Frequently Asked Questions

If I keep having unprotected sex with an HIV-positive partner, can I keep taking PEP to stay safe?

PEP should only be used immediately after an uncommon situation with potential HIV exposure. If you are frequently exposed to HIV, for example, because you often have sex without a condom with a partner who is HIV-positive, repeated uses of PEP is not appropriate. You may want to speak to your doctor about pre-exposure prophylaxis, or PrEP. PrEP is a pill taken daily for months to years that contains medications that keep HIV from making copies of itself and spreading infection through your body.
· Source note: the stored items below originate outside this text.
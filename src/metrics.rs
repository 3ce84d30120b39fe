//! Prometheus metrics for the reasoning pipeline.
//!
//! ## Usage
//!
//! Call [`init_metrics`] once at process startup. The recording helpers
//! (`record_stage_latency`, `inc_run`, …) are no-ops until then, so the
//! pipeline is always safe to run and observability simply degrades. Every
//! helper also emits a `debug!` event carrying a `metric` field, so the same
//! signals are visible in the log stream without a scrape endpoint.
//!
//! ## Metrics Exposed
//!
//! | Name | Type | Labels |
//! |------|------|--------|
//! | `reasoner_runs_total` | Counter | `path` |
//! | `reasoner_stage_duration_seconds` | Histogram | `stage` |
//! | `reasoner_cache_lookups_total` | Counter | `outcome` |
//! | `reasoner_repairs_total` | Counter | `outcome` |
//! | `reasoner_provider_errors_total` | Counter | `stage` |
//! | `reasoner_evolution_steps_total` | Counter | none |

use crate::OrchestratorError;
use prometheus::{
    core::Collector, CounterVec, Encoder, HistogramOpts, HistogramVec, IntCounter, Opts, Registry,
    TextEncoder,
};
use std::collections::HashMap;
use std::sync::OnceLock;
use std::time::Duration;
use tracing::debug;

// ── Internal metrics bundle ────────────────────────────────────────────────

/// All pipeline metrics, stored in a single [`OnceLock`] and initialised
/// atomically.
pub struct Metrics {
    /// Private registry owning every descriptor below.
    pub registry: Registry,
    /// Completed runs per path (`quick`, `cached`, `full`).
    pub runs_total: CounterVec,
    /// Stage latency histogram.
    pub stage_duration: HistogramVec,
    /// Cache lookups by outcome (`hit`, `miss`).
    pub cache_lookups: CounterVec,
    /// Repair passes by outcome (`accepted`, `rejected`).
    pub repairs_total: CounterVec,
    /// Provider failures per calling stage.
    pub provider_errors: CounterVec,
    /// Evolution steps fired.
    pub evolution_steps: IntCounter,
}

static METRICS: OnceLock<Metrics> = OnceLock::new();

fn register<C>(registry: &Registry, collector: C) -> Result<C, OrchestratorError>
where
    C: Collector + Clone + 'static,
{
    registry
        .register(Box::new(collector.clone()))
        .map_err(|e| OrchestratorError::Other(format!("metrics registration failed: {e}")))?;
    Ok(collector)
}

fn counter_vec(name: &str, help: &str, label: &str) -> Result<CounterVec, OrchestratorError> {
    CounterVec::new(Opts::new(name, help), &[label])
        .map_err(|e| OrchestratorError::Other(format!("metrics init failed: {e}")))
}

fn build_metrics(prefix: &str) -> Result<Metrics, OrchestratorError> {
    let registry = Registry::new();
    let name = |suffix: &str| format!("{prefix}_{suffix}");

    let runs_total = register(
        &registry,
        counter_vec(&name("runs_total"), "Completed reasoning runs", "path")?,
    )?;
    let stage_duration = register(
        &registry,
        HistogramVec::new(
            HistogramOpts::new(name("stage_duration_seconds"), "Duration per pipeline stage"),
            &["stage"],
        )
        .map_err(|e| OrchestratorError::Other(format!("metrics init failed: {e}")))?,
    )?;
    let cache_lookups = register(
        &registry,
        counter_vec(&name("cache_lookups_total"), "Memory cache lookups", "outcome")?,
    )?;
    let repairs_total = register(
        &registry,
        counter_vec(&name("repairs_total"), "Repair passes", "outcome")?,
    )?;
    let provider_errors = register(
        &registry,
        counter_vec(&name("provider_errors_total"), "Provider call failures", "stage")?,
    )?;
    let evolution_steps = register(
        &registry,
        IntCounter::new(name("evolution_steps_total"), "Evolution steps fired")
            .map_err(|e| OrchestratorError::Other(format!("metrics init failed: {e}")))?,
    )?;

    Ok(Metrics {
        registry,
        runs_total,
        stage_duration,
        cache_lookups,
        repairs_total,
        provider_errors,
        evolution_steps,
    })
}

// ── Initialisation ─────────────────────────────────────────────────────────

/// Initialise the pipeline metrics in a private registry.
///
/// Calling it a second time is a no-op (returns `Ok(())`).
///
/// # Errors
///
/// Returns [`OrchestratorError::Other`] if metric construction or
/// registration fails.
///
/// # Panics
///
/// This function never panics.
pub fn init_metrics() -> Result<(), OrchestratorError> {
    if METRICS.get().is_some() {
        return Ok(());
    }
    let bundle = build_metrics("reasoner")?;
    // A racing initialiser builds identical descriptors; whichever lands first wins.
    let _ = METRICS.set(bundle);
    Ok(())
}

fn metrics() -> Option<&'static Metrics> {
    METRICS.get()
}

// ── Recording helpers ──────────────────────────────────────────────────────

/// Record the latency of one pipeline stage.
///
/// # Panics
///
/// This function never panics.
pub fn record_stage_latency(stage: &str, d: Duration) {
    debug!(metric = "stage_latency", stage = stage, ms = d.as_millis() as u64);
    if let Some(m) = metrics() {
        if let Ok(h) = m.stage_duration.get_metric_with_label_values(&[stage]) {
            h.observe(d.as_secs_f64());
        }
    }
}

/// Count a completed run on `path`.
///
/// # Panics
///
/// This function never panics.
pub fn inc_run(path: &str) {
    debug!(metric = "run", path = path);
    if let Some(m) = metrics() {
        if let Ok(c) = m.runs_total.get_metric_with_label_values(&[path]) {
            c.inc();
        }
    }
}

/// Count a cache lookup.
///
/// # Panics
///
/// This function never panics.
pub fn record_cache_lookup(hit: bool) {
    let outcome = if hit { "hit" } else { "miss" };
    debug!(metric = "cache_lookup", outcome = outcome);
    if let Some(m) = metrics() {
        if let Ok(c) = m.cache_lookups.get_metric_with_label_values(&[outcome]) {
            c.inc();
        }
    }
}

/// Count a repair pass.
///
/// # Panics
///
/// This function never panics.
pub fn record_repair(accepted: bool) {
    let outcome = if accepted { "accepted" } else { "rejected" };
    debug!(metric = "repair", outcome = outcome);
    if let Some(m) = metrics() {
        if let Ok(c) = m.repairs_total.get_metric_with_label_values(&[outcome]) {
            c.inc();
        }
    }
}

/// Count a failed provider call made by `stage`.
///
/// # Panics
///
/// This function never panics.
pub fn inc_provider_error(stage: &str) {
    debug!(metric = "provider_error", stage = stage);
    if let Some(m) = metrics() {
        if let Ok(c) = m.provider_errors.get_metric_with_label_values(&[stage]) {
            c.inc();
        }
    }
}

/// Count a fired evolution step.
///
/// # Panics
///
/// This function never panics.
pub fn record_evolution(step: u64) {
    debug!(metric = "evolution_step", step = step);
    if let Some(m) = metrics() {
        m.evolution_steps.inc();
    }
}

// ── Export ─────────────────────────────────────────────────────────────────

/// Encode all metrics in the Prometheus text exposition format.
///
/// Returns an empty string if metrics have not been initialised or encoding
/// fails.
///
/// # Panics
///
/// This function never panics.
pub fn gather_metrics() -> String {
    let Some(m) = metrics() else {
        return String::new();
    };
    encode(&m.registry)
}

fn encode(registry: &Registry) -> String {
    let families = registry.gather();
    let mut buffer = Vec::new();
    if TextEncoder::new().encode(&families, &mut buffer).is_err() {
        return String::new();
    }
    String::from_utf8(buffer).unwrap_or_default()
}

/// Counter snapshot keyed by label value.
#[derive(Debug, Default, Clone, PartialEq)]
pub struct MetricsSummary {
    /// Runs per path.
    pub runs: HashMap<String, u64>,
    /// Cache lookups per outcome.
    pub cache_lookups: HashMap<String, u64>,
    /// Repairs per outcome.
    pub repairs: HashMap<String, u64>,
    /// Evolution steps fired.
    pub evolution_steps: u64,
}

fn by_label(counter: &CounterVec, label: &str) -> HashMap<String, u64> {
    let mut out = HashMap::new();
    for family in counter.collect() {
        for metric in family.get_metric() {
            let key = metric
                .get_label()
                .iter()
                .find(|l| l.get_name() == label)
                .map_or("unknown", |l| l.get_value());
            out.insert(key.to_string(), metric.get_counter().get_value() as u64);
        }
    }
    out
}

fn summarize(m: &Metrics) -> MetricsSummary {
    MetricsSummary {
        runs: by_label(&m.runs_total, "path"),
        cache_lookups: by_label(&m.cache_lookups, "outcome"),
        repairs: by_label(&m.repairs_total, "outcome"),
        evolution_steps: m.evolution_steps.get(),
    }
}

/// Current counter values; zeroed before [`init_metrics`].
///
/// # Panics
///
/// This function never panics.
pub fn get_metrics_summary() -> MetricsSummary {
    metrics().map(summarize).unwrap_or_default()
}
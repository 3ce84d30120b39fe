//! # Stage: Structure Detection & Decomposition
//!
//! ## Responsibility
//! Recognise the shape of a problem (Diophantine equation, inequality,
//! paradox, moral dilemma, ...) from its text, expand the shape into a step
//! template with constraints and invariants, and frame it in exactly one
//! formal schema.
//!
//! ## Guarantees
//! - Deterministic: pure regex-table lookups, no I/O
//! - Total: unmatched text falls back to the general shape with confidence 0.3
//! - Single schema: the priority table always selects exactly one schema
//!
//! ## NOT Responsible For
//! - Proving anything (all detection is heuristic)
//! - Planning the provider-facing skeleton (that belongs to `stages::skeleton`)

pub mod decompose;
pub mod detector;
pub mod formal;

pub use decompose::{decompose, Decomposition, StepEdge};
pub use detector::{detect_structure, ProblemStructure, StructureKind};
pub use formal::{formal_skeleton, select_schema, FormalSchema, FormalSkeleton};
//! # Stage: Template Evolution
//!
//! ## Responsibility
//! Watch a sliding window of per-run performance samples and, when the
//! window's weighted shortfall crosses a threshold, publish a mutated set of
//! mode templates that nudges future prompts toward what was lacking.
//!
//! ## Guarantees
//! - Atomic: appending a sample and (maybe) firing a step happen under one
//!   lock, so concurrent runs never double-fire on the same window
//! - Idempotent mutations: a clause is never appended to a template twice
//! - Append-only history: every step publishes a new template version; old
//!   versions stay readable in the registry
//!
//! ## NOT Responsible For
//! - Computing sample scores (that belongs to `intelligence::quality`)
//! - Routing thresholds (classification is fixed; only templates evolve)

use crate::config::EvolutionConfig;
use crate::intelligence::templates::{ModeTemplates, TemplateError, TemplateRegistry};
use crate::metrics;
use crate::routing::Mode;
use serde::{Deserialize, Serialize};
use std::collections::VecDeque;
use std::sync::{Arc, Mutex};
use thiserror::Error;
use tracing::{debug, info};

/// Window accuracy below which the analytic and reflective templates are tightened.
pub const ACCURACY_FLOOR: f64 = 0.8;
/// Window compliance below which the reflex and analytic templates are shortened.
pub const COMPLIANCE_FLOOR: f64 = 0.85;
/// Window latency above which the reflective template is told to be succinct.
pub const LATENCY_CEILING_MS: f64 = 1500.0;

const STEPWISE_CLAUSE: &str = "Use numbered, atomic steps and check each step.";
const ALTERNATIVES_CLAUSE: &str = "Map alternatives; justify the final choice explicitly.";
const BREVITY_CLAUSE: &str = "Keep under 2 sentences unless clarification is required.";
const MINIMAL_STEPS_CLAUSE: &str = "Limit to the minimal steps necessary.";
const SUCCINCT_CLAUSE: &str = "Be succinct; prefer bullets over paragraphs.";

/// Evolution failures.
#[derive(Debug, Error)]
pub enum EvolutionError {
    /// A holder of the window lock panicked.
    #[error("evolution state lock poisoned")]
    LockPoisoned,

    /// Publishing the mutated templates failed.
    #[error(transparent)]
    Template(#[from] TemplateError),
}

/// Per-run performance signal.
#[derive(Debug, Clone, Copy, PartialEq, Serialize, Deserialize)]
pub struct PerformanceSample {
    /// Evaluator accuracy.
    pub accuracy: f64,
    /// Evaluator mode compliance.
    pub compliance: f64,
    /// End-to-end latency.
    pub latency_ms: u64,
}

/// Window averages that triggered (or would trigger) a step.
#[derive(Debug, Clone, Copy, PartialEq, Serialize, Deserialize)]
pub struct WindowAverages {
    /// Mean accuracy.
    pub accuracy: f64,
    /// Mean compliance.
    pub compliance: f64,
    /// Mean latency.
    pub latency_ms: f64,
}

impl WindowAverages {
    fn of(window: &VecDeque<PerformanceSample>) -> Self {
        let n = window.len().max(1) as f64;
        let (a, c, l) = window.iter().fold((0.0, 0.0, 0.0), |(a, c, l), s| {
            (a + s.accuracy, c + s.compliance, l + s.latency_ms as f64)
        });
        Self {
            accuracy: a / n,
            compliance: c / n,
            latency_ms: l / n,
        }
    }
}

/// Snapshot of the learner.
#[derive(Debug, Clone, PartialEq, Serialize, Deserialize)]
pub struct EvolutionStats {
    /// Steps fired so far.
    pub evolution_count: u64,
    /// Samples in the current window, oldest first.
    pub window: Vec<PerformanceSample>,
}

struct EvolutionState {
    counter: u64,
    window: VecDeque<PerformanceSample>,
}

/// Sliding-window template learner.
pub struct EvolutionEngine {
    config: EvolutionConfig,
    state: Mutex<EvolutionState>,
    templates: Arc<TemplateRegistry>,
}

/// `alpha(1 - acc) + beta(1 - comp) + gamma * latency_ms`.
pub fn evolution_delta(config: &EvolutionConfig, averages: &WindowAverages) -> f64 {
    config.alpha * (1.0 - averages.accuracy)
        + config.beta * (1.0 - averages.compliance)
        + config.gamma * averages.latency_ms
}

/// Templates with the clauses the averages call for. Returns `None` when no
/// rule applies.
pub fn mutate_templates(current: &ModeTemplates, averages: &WindowAverages) -> Option<ModeTemplates> {
    let mut clauses: Vec<(Mode, &str)> = Vec::new();
    if averages.accuracy < ACCURACY_FLOOR {
        clauses.push((Mode::Analytic, STEPWISE_CLAUSE));
        clauses.push((Mode::Reflective, ALTERNATIVES_CLAUSE));
    }
    if averages.compliance < COMPLIANCE_FLOOR {
        clauses.push((Mode::Reflex, BREVITY_CLAUSE));
        clauses.push((Mode::Analytic, MINIMAL_STEPS_CLAUSE));
    }
    if averages.latency_ms > LATENCY_CEILING_MS {
        clauses.push((Mode::Reflective, SUCCINCT_CLAUSE));
    }
    if clauses.is_empty() {
        return None;
    }
    Some(
        clauses
            .into_iter()
            .fold(current.clone(), |t, (mode, clause)| t.with_clause(mode, clause)),
    )
}

impl EvolutionEngine {
    /// Learner mutating `templates`.
    pub fn new(config: EvolutionConfig, templates: Arc<TemplateRegistry>) -> Self {
        let capacity = config.window.max(1);
        Self {
            config,
            state: Mutex::new(EvolutionState {
                counter: 0,
                window: VecDeque::with_capacity(capacity),
            }),
            templates,
        }
    }

    /// The registry this learner mutates.
    pub fn templates(&self) -> &Arc<TemplateRegistry> {
        &self.templates
    }

    /// Append a sample; when the window is full and its delta exceeds theta,
    /// fire a step. Returns the new step number only when one fired.
    ///
    /// # Errors
    ///
    /// [`EvolutionError::LockPoisoned`] or a template publish failure.
    pub fn record(&self, sample: PerformanceSample) -> Result<Option<u64>, EvolutionError> {
        let capacity = self.config.window.max(1);
        let mut state = self.state.lock().map_err(|_| EvolutionError::LockPoisoned)?;

        state.window.push_back(sample);
        while state.window.len() > capacity {
            state.window.pop_front();
        }
        if state.window.len() < capacity {
            return Ok(None);
        }

        let averages = WindowAverages::of(&state.window);
        let delta = evolution_delta(&self.config, &averages);
        debug!(delta, theta = self.config.theta, "evolution window full");
        if delta <= self.config.theta {
            return Ok(None);
        }

        state.counter += 1;
        state.window.clear();
        let step = state.counter;

        if let Some(next) = mutate_templates(&self.templates.active().templates, &averages) {
            let reason = format!(
                "evolution step {step}: accuracy {:.2}, compliance {:.2}, latency {:.0}ms",
                averages.accuracy, averages.compliance, averages.latency_ms
            );
            let version = self.templates.publish(next, reason)?;
            info!(step, version, delta, "templates evolved");
        } else {
            info!(step, delta, "evolution step fired with no applicable mutation");
        }
        metrics::record_evolution(step);
        Ok(Some(step))
    }

    /// Counter and window snapshot. A poisoned lock yields an empty snapshot.
    pub fn stats(&self) -> EvolutionStats {
        match self.state.lock() {
            Ok(state) => EvolutionStats {
                evolution_count: state.counter,
                window: state.window.iter().copied().collect(),
            },
            Err(_) => EvolutionStats {
                evolution_count: 0,
                window: Vec::new(),
            },
        }
    }
}

#[cfg(test)]
mod tests {
    use super::*;

    fn sample(accuracy: f64, compliance: f64, latency_ms: u64) -> PerformanceSample {
        PerformanceSample {
            accuracy,
            compliance,
            latency_ms,
        }
    }

    fn engine() -> EvolutionEngine {
        EvolutionEngine::new(EvolutionConfig::default(), Arc::new(TemplateRegistry::new()))
    }

    #[test]
    fn test_fires_exactly_once_on_tenth_low_sample() {
        let engine = engine();
        for i in 1..=9 {
            assert_eq!(
                engine.record(sample(0.5, 0.5, 100)).expect("test: record"),
                None,
                "sample {i} fired early"
            );
        }
        assert_eq!(engine.record(sample(0.5, 0.5, 100)).expect("test: record"), Some(1));

        let stats = engine.stats();
        assert_eq!(stats.evolution_count, 1);
        assert!(stats.window.is_empty());
    }

    #[test]
    fn test_good_samples_never_fire_and_window_slides() {
        let engine = engine();
        for _ in 0..25 {
            assert_eq!(engine.record(sample(1.0, 1.0, 0)).expect("test: record"), None);
        }
        let stats = engine.stats();
        assert_eq!(stats.evolution_count, 0);
        assert_eq!(stats.window.len(), 10);
    }

    #[test]
    fn test_step_publishes_mutated_templates() {
        let engine = engine();
        for _ in 0..10 {
            engine.record(sample(0.5, 0.5, 2_000)).expect("test: record");
        }
        let registry = engine.templates();
        assert_eq!(registry.versions().len(), 2);
        let active = registry.active();
        assert!(active.templates.analytic.contains(STEPWISE_CLAUSE));
        assert!(active.templates.analytic.contains(MINIMAL_STEPS_CLAUSE));
        assert!(active.templates.reflex.contains(BREVITY_CLAUSE));
        assert!(active.templates.reflective.contains(ALTERNATIVES_CLAUSE));
        assert!(active.templates.reflective.contains(SUCCINCT_CLAUSE));
    }

    #[test]
    fn test_clauses_are_not_duplicated() {
        let engine = engine();
        for _ in 0..20 {
            engine.record(sample(0.5, 1.0, 0)).expect("test: record");
        }
        assert_eq!(engine.stats().evolution_count, 2);
        let analytic = engine.templates().active().templates.analytic.clone();
        assert_eq!(analytic.matches(STEPWISE_CLAUSE).count(), 1);
    }

    #[test]
    fn test_delta_formula() {
        let config = EvolutionConfig::default();
        let averages = WindowAverages {
            accuracy: 0.5,
            compliance: 0.5,
            latency_ms: 100.0,
        };
        assert!((evolution_delta(&config, &averages) - (0.2 + 0.15 + 0.1)).abs() < 1e-9);
    }

    #[test]
    fn test_latency_alone_can_fire() {
        let engine = engine();
        let mut fired = None;
        for _ in 0..10 {
            fired = engine.record(sample(1.0, 1.0, 2_000)).expect("test: record");
        }
        assert_eq!(fired, Some(1));
        let active = engine.templates().active();
        assert!(active.templates.reflective.contains(SUCCINCT_CLAUSE));
        assert!(!active.templates.analytic.contains(STEPWISE_CLAUSE));
    }
}
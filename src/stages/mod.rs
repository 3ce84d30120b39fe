//! # Stage: Solve / Verify / Repair Loop
//!
//! ## Responsibility
//! The per-query reasoning stages that sit between classification and the
//! memory write: skeleton planning, stepwise solving, verification with
//! domain validators, a single bounded repair pass, unification, and
//! finalisation. Also hosts the quick-respond short circuit.
//!
//! ## Guarantees
//! - Never fatal: every provider failure becomes a retry, a fallback value or
//!   "no findings"; every stage returns a value
//! - Ordered: steps are solved strictly in skeleton order and prior steps are
//!   never rewritten by the solver
//! - Bounded: at most 3 attempts per step and at most 1 repair pass per run
//!
//! ## NOT Responsible For
//! - Choosing the path (that belongs to `pipeline`)
//! - Persisting traces (that belongs to `memory`)

pub mod finalize;
pub mod quick;
pub mod repair;
pub mod skeleton;
pub mod solver;
pub mod unify;
pub mod validators;
pub mod verifier;

use crate::provider::{invoke_with_timeout, Provider, ProviderError};
use std::time::Duration;

pub use finalize::{finalize, FinalizedReasoning, CONFIDENCE_CEILING, CONFIDENCE_FLOOR};
pub use quick::{quick_respond, QuickResponse};
pub use repair::{
    collect_repair_instructions, normalize_step_count, repair_reasoning, RepairInstruction,
    RepairOutcome,
};
pub use skeleton::{generate_skeleton, parse_skeleton, ReasoningSkeleton, SkeletonParseError};
pub use solver::{solve_skeleton, SolvedStep, SolverOutput, STEP_ATTEMPTS};
pub use unify::{unify, UnifiedReasoning};
pub use validators::{verify_logic, verify_math, LogicVerification, MathVerification};
pub use verifier::{parse_critic, verify_solution, CriticVerdict, VerificationResult};

/// Marker strings embedded in stage prompts.
///
/// Providers are free to ignore them; the deterministic provider uses them
/// to tell prompt kinds apart.
pub mod markers {
    /// Opens every skeleton planning prompt.
    pub const PLAN: &str = "You are an expert reasoning planner.";
    /// Opens every critic prompt.
    pub const CRITIC: &str = "You are a strict verifier.";
    /// Opens every repair prompt.
    pub const REPAIR: &str = "The following reasoning has issues.";
    /// Prefix of the step-execution line, followed by `N of M`.
    pub const STEP: &str = "You are executing step ";
    /// Instruction line of the quick-respond prompt.
    pub const QUICK: &str = "Answer the following question in one or two sentences";
    /// Section header preceding the reasoning in a repair prompt.
    pub const REPAIR_ORIGINAL: &str = "Original reasoning:\n";
    /// Section header following the reasoning in a repair prompt.
    pub const REPAIR_ISSUES: &str = "\n\nIssues to fix:";
}

/// Step text used when the provider never produced content for an instruction.
pub fn fallback_step_content(instruction: &str) -> String {
    format!("Unable to complete instruction \"{instruction}\"; fallback explanation provided.")
}

/// One provider, one model and one timeout: everything a stage needs to
/// issue a call.
#[derive(Clone, Copy)]
pub struct ProviderCall<'a> {
    /// Backend to call.
    pub provider: &'a dyn Provider,
    /// Model name passed through to the provider.
    pub model: &'a str,
    /// Per-call deadline.
    pub timeout: Duration,
}

impl<'a> ProviderCall<'a> {
    /// Bundle a call target.
    pub fn new(provider: &'a dyn Provider, model: &'a str, timeout: Duration) -> Self {
        Self {
            provider,
            model,
            timeout,
        }
    }

    /// Same provider and model with the timeout capped at `cap`.
    pub fn capped(self, cap: Duration) -> Self {
        Self {
            timeout: self.timeout.min(cap),
            ..self
        }
    }

    /// Send `prompt`, bounded by the timeout.
    ///
    /// # Errors
    ///
    /// Whatever [`invoke_with_timeout`] returns.
    pub async fn invoke(&self, prompt: &str) -> Result<String, ProviderError> {
        invoke_with_timeout(self.provider, prompt, self.model, self.timeout).await
    }
}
Why can’t PEP therapy be taken after 72 hours from the point of exposure?

Research has shown that PEP has little or no effect in preventing HIV infection if it is started more than 72 hours after HIV exposure. HIV makes copies of itself once it enters your body and it takes about three days for it to spread through your body. When HIV is only in a few cells where it entered the body, it can sometimes be stopped by PEP but when it is in many cells in many places in the body, it can no longer be eliminated.